## Exercise description
Would you return, word for word, the lines of the data below from the line with "for gen_id in" through the line with "Compiled opcode streams", and no others?

## Supplied material
impl ExplosionGenHandler {
    /// Create a handler over parsed definition and alias tables
    pub fn new(defs: ExplosionDefs, aliases: AliasDefs, resources: ResourceBank, seed: u64) -> Self {
        let mut classes = ClassRegistry::new();
        register_builtin(&mut classes);

        let mut projectile_aliases = AliasList::new();
        projectile_aliases.load(aliases.projectiles);
        let mut generator_aliases = AliasList::new();
        generator_aliases.load(aliases.generators);

        Self {
            classes,
            projectile_aliases,
            generator_aliases,
            defs,
            resources,
            ids: IndexMap::new(),
            data: Vec::new(),
            generators: IndexMap::new(),
            next_generator: 0,
            rng: EffectRng::new(seed),
        }
    }

    /// Register an additional spawnable class
    pub fn register_class(&mut self, class: Arc<ClassDesc>) {
        self.classes.register(class);
    }

    /// Swap in re-parsed definition tables (used before `reload`)
    pub fn set_defs(&mut self, defs: ExplosionDefs) {
        self.defs = defs;
    }

    /// Resource registries (for engine-side registration)
    pub fn resources_mut(&mut self) -> &mut ResourceBank {
        &mut self.resources
    }

    /// Identifier already assigned to `tag`, if it is cached
    pub fn cached_id(&self, tag: &str) -> Option<ExplosionId> {
        self.ids.get(tag).map(|&i| ExplosionId::new(i))
    }

    /// Compiled data for an ordinary identifier, if cached
    pub fn cached_data(&self, id: ExplosionId) -> Option<&Arc<ExplosionData>> {
        self.data.get(id.raw() as usize)
    }

    /// A loaded generator registration
    pub fn generator(&self, id: GeneratorId) -> Option<&LoadedGenerator> {
        self.generators.get(&id)
    }

    /// Find a generator registration by its stored handle
    pub fn generator_by_handle(&self, handle: ResourceHandle) -> Option<&LoadedGenerator> {
        self.generators.values().find(|g| g.handle == handle)
    }

    /// Compile the definition for `tag`, or return its cached identifier
    ///
    /// Idempotent per tag. Schema problems (unknown class, unknown or
    /// non-configurable field, unsupported field type, missing resource)
    /// skip the offending spawn kind or field and continue; a missing
    /// definition table yields `ExplosionId::INVALID`.
    pub fn load(&mut self, tag: &str) -> ExplosionId {
        if let Some(&index) = self.ids.get(tag) {
            return ExplosionId::new(index);
        }

        let Some(def) = self.defs.get(tag).cloned() else {
            warn!(tag, "no definition table for explosion tag");
            return ExplosionId::INVALID;
        };

        let mut spawns = Vec::new();
        for spawn_def in &def.spawns {
            match self.compile_spawn(tag, spawn_def) {
                Some(spawn) => spawns.push(spawn),
                None => continue,
            }
        }

        let ground_flash = def
            .groundflash
            .as_ref()
            .filter(|gf| gf.ttl > 0)
            .map(|gf| GroundFlashInfo {
                flash_size: gf.flash_size,
                flash_alpha: gf.flash_alpha,
                circle_growth: gf.circle_growth,
                circle_alpha: gf.circle_alpha,
                ttl: gf.ttl,
                color: gf.color,
                flags: SpawnFlags::GROUND | gf.flags(),
            });

        self.data.push(Arc::new(ExplosionData {
            spawns,
            ground_flash,
            use_default: def.use_default_explosions,
        }));
        let index = (self.data.len() - 1) as u32;
        self.ids.insert(tag.to_string(), index);
        ExplosionId::new(index)
    }

    fn compile_spawn(&mut self, tag: &str, spawn_def: &SpawnDef) -> Option<CompiledSpawn> {
        let class_name = self.projectile_aliases.resolve(spawn_def.class_name());
        let Some(class) = self.classes.get(&class_name).cloned() else {
            warn!(tag, class = %spawn_def.class_name(), "unknown spawnable class");
            return None;
        };

        let mut code = CodeStream::new();
        let mut spawn_gens = Vec::new();

        for (field, script) in &spawn_def.properties {
            let Some(member) = class.find_member(field) else {
                warn!(tag, class = %class_name, field, "unknown field");
                continue;
            };
            if !member.configurable {
                warn!(tag, class = %class_name, field, "field is not configurable");
                continue;
            }

            // compile into a scratch stream so a failed field emits nothing
            let mut field_code = CodeStream::new();
            let offset = member.offset;
            let ty = member.ty.clone();
            match self.compile_field(&mut spawn_gens, &mut field_code, offset, &ty, script) {
                Ok(()) => code.append(field_code),
                Err(err) => warn!(tag, class = %class_name, field, %err, "skipping property"),
            }
        }

        Some(CompiledSpawn {
            class,
            code: code.finish(),
            count: spawn_def.count,
            flags: spawn_def.flags(),
            spawn_gens,
        })
    }

    /// Schema navigator: compile one field expression by type
    fn compile_field(
        &mut self,
        spawn_gens: &mut Vec<GeneratorId>,
        code: &mut CodeStream,
        offset: u16,
        ty: &TypeDesc,
        script: &str,
    ) -> Result<()> {
        // keyword escape hatch, checked before any type dispatch
        let head = script.split(';').next().unwrap_or("");
        if head == "dir" {
            code.op_store(OpCode::Dir, offset);
            return Ok(());
        }

        match ty {
            TypeDesc::Scalar(kind) => compile_scalar(code, offset, *kind, script)?,
            TypeDesc::Composite(class) => {
                let mut parts = script.split(',');
                let mut current = Some(class.clone());
                'classes: while let Some(c) = current {
                    for member in c.own_members() {
                        let Some(part) = parts.next() else {
                            // expression exhausted: remaining members get
                            // no instructions
                            break 'classes;
                        };
                        self.compile_field(spawn_gens, code, offset + member.offset, &member.ty, part)?;
                    }
                    current = c.base().cloned();
                }
            }
            TypeDesc::FixedArray { elem, count } => {
                let mut parts = script.split(',');
                for i in 0..*count {
                    let Some(part) = parts.next() else { break };
                    self.compile_field(spawn_gens, code, offset + i * elem.size(), elem, part)?;
                }
            }
            TypeDesc::Resource(kind) => {
                let name = head;
                let handle = match kind {
                    ResourceKind::AtlasTexture => {
                        self.resources.atlas.texture(name).ok_or_else(|| {
                            Error::MissingResource {
                                kind: "texture",
                                name: name.to_string(),
                            }
                        })?
                    }
                    ResourceKind::GroundFxTexture => {
                        self.resources.ground_fx.texture(name).ok_or_else(|| {
                            Error::MissingResource {
                                kind: "ground-fx texture",
                                name: name.to_string(),
                            }
                        })?
                    }
                    ResourceKind::ColorMap => self.resources.color_maps.load(name)?,
                    ResourceKind::Generator => {
                        let gen_id = self.load_generator(name)?;
                        spawn_gens.push(gen_id);
                        self.generators[&gen_id].handle
                    }
                };
                code.op_loadp(handle);
                code.op_store(OpCode::StoreP, offset);
            }
        }
        Ok(())
    }

    /// Load a nested generator by name
    ///
    /// `custom:tag` loads `tag` as a custom definition; a name resolving to
    /// `standard` (or `std`) routes to the fallback generator. A bare
    /// `custom` registers a one-shot spawner resolved at execution time.
    pub fn load_generator(&mut self, name: &str) -> Result<GeneratorId> {
        let (prefix, postfix) = match name.find(':') {
            Some(sep) => (&name[..sep], &name[sep + 1..]),
            None => (name, ""),
        };
        let resolved = self.generator_aliases.resolve(prefix);

        let explosion_id = match resolved.as_str() {
            "custom" => {
                if postfix.is_empty() {
                    ExplosionId::SPAWNER
                } else {
                    let id = self.load(postfix);
                    if !id.is_valid() {
                        return Err(Error::UnknownGenerator(name.to_string()));
                    }
                    id
                }
            }
            "std" | "standard" => ExplosionId::STANDARD,
            _ => return Err(Error::UnknownGenerator(name.to_string())),
        };

        self.next_generator += 1;
        let id = GeneratorId(self.next_generator);
        let handle = HandleSpace::Generator.handle(u64::from(self.next_generator));
        self.generators.insert(
            id,
            LoadedGenerator {
                tag: name.to_string(),
                explosion_id,
                handle,
            },
        );
        Ok(id)
    }

    /// Drop a generator registration
    pub fn unload_generator(&mut self, id: GeneratorId) {
        self.generators.shift_remove(&id);
    }

    /// Recompile cached definitions from the current definition tables
    ///
    /// `None` reloads every cached tag; `Some(tag)` reloads one. In both
    /// cases externally visible identifiers are preserved, and a failed
    /// recompile rolls back to the previous compiled data for that tag.
    pub fn reload(&mut self, tag: Option<&str>) {
        match tag {
            None => {
                let tags: Vec<String> = self.ids.keys().cloned().collect();
                for t in tags {
                    self.reload_tag(&t);
                }
            }
            Some(t) => self.reload_tag(t),
        }
    }

    fn reload_tag(&mut self, tag: &str) {
        let Some(&index) = self.ids.get(tag) else {
            warn!(tag, "reload requested for tag that was never loaded");
            return;
        };
        let index = index as usize;
        let last = self.data.len() - 1;

        // the last element fills the vacated slot; remember whose it is so
        // its identifier can be fixed up after the swap
        let old = self.data[index].clone();
        let tail = self.data[last].clone();
        self.ids.shift_remove(tag);
        let tail_tag: Option<String> = self
            .ids
            .iter()
            .find(|(_, &v)| v as usize == last)
            .map(|(k, _)| k.clone());
        self.data.swap(index, last);
        self.data.pop();

        info!(tag, id = index, "reloading explosion definition");

        let new_id = self.load(tag);
        if !new_id.is_valid() {
            error!(tag, id = index, "reload failed, keeping previous compiled data");
            self.data.push(tail);
            if let Some(tail_tag) = &tail_tag {
                self.ids.insert(tail_tag.clone(), (self.data.len() - 1) as u32);
            }
            self.data[index] = old;
            self.ids.insert(tag.to_string(), index as u32);
            return;
        }

        // restore index stability: new data takes the original slot, the
        // displaced tail entry returns to the end
        let new_index = new_id.raw() as usize;
        self.data.swap(index, new_index);
        if index != new_index {
            if let Some(tail_tag) = &tail_tag {
                self.ids.insert(tail_tag.clone(), new_index as u32);
            }
        }
        self.ids.insert(tag.to_string(), index as u32);

        // the replaced program's nested dependents are released only after
        // a successful reload, so rollback keeps them alive
        for gen_id in old.spawns.iter().flat_map(|s| s.spawn_gens.iter().copied()) {
            self.unload_generator(gen_id);
        }
    }

    /// Release all nested-generator dependents
    ///
    /// Compiled opcode streams stay cached for reuse until `clear_cache`.
    pub fn unload(&mut self) {
        let gen_ids: Vec<GeneratorId> = self
            .data
            .iter()
            .flat_map(|d| d.spawns.iter())
            .flat_map(|s| s.spawn_gens.iter().copied())
            .collect();
        for id in gen_ids {
            self.unload_generator(id);
        }
    }

    /// Drop every cached program and identifier
    pub fn clear_cache(&mut self) {
        self.ids.clear();
        self.data.clear();
    }

    /// Run one explosion event
    ///
    /// Classifies the explosion by height/altitude, gates each spawn kind on
    /// the derived flags, and runs the interpreter once per spawned
    /// instance. Returns `None` for an invalid or unknown identifier.
    pub fn explosion(&mut self, id: ExplosionId, params: &ExplosionParams) -> Option<ExplosionOutcome> {
        if id == ExplosionId::STANDARD {
            // not a custom explosion: defer entirely to the fallback
            return Some(ExplosionOutcome {
                use_default: true,
                ..ExplosionOutcome::default()
            });
        }
        if id == ExplosionId::INVALID {
            return None;
        }
        let index = if id == ExplosionId::SPAWNER {
            // one-shot spawner instances execute the last-compiled entry
            self.data.len().checked_sub(1)?
        } else {
            id.raw() as usize
        };
        let data = self.data.get(index)?.clone();

        let altitude = params.pos.y - params.ground_height;
        let mut flags = SpawnFlags::from_height(params.pos.y, altitude);
        flags |= if params.hit_unit {
            SpawnFlags::UNIT
        } else {
            SpawnFlags::NO_UNIT
        };

        let mut spawned = Vec::new();
        for spawn in &data.spawns {
            if !spawn.flags.intersects(flags) {
                continue;
            }
            for spawn_index in 0..spawn.count {
                let mut instance = InstanceData::for_class(&spawn.class);
                execute(
                    &spawn.code,
                    params.damage,
                    spawn_index as i32,
                    params.dir,
                    &mut instance,
                    &mut self.rng,
                );
                spawned.push(SpawnedInstance {
                    class: spawn.class.clone(),
                    data: instance,
                });
            }
        }

        let ground_flash = data
            .ground_flash
            .as_ref()
            .filter(|gf| flags.contains(SpawnFlags::GROUND) && gf.ttl > 0 && gf.flash_size > 1.0)
            .cloned();

        Some(ExplosionOutcome {
            spawned,
            ground_flash,
            use_default: data.use_default,
        })
    }
}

## Exercise response
        for gen_id in old.spawns.iter().flat_map(|s| s.spawn_gens.iter().copied()) {
            self.unload_generator(gen_id);
        }
    }

    /// Release all nested-generator dependents
    ///
    /// Compiled opcode streams stay cached for reuse until `clear_cache`.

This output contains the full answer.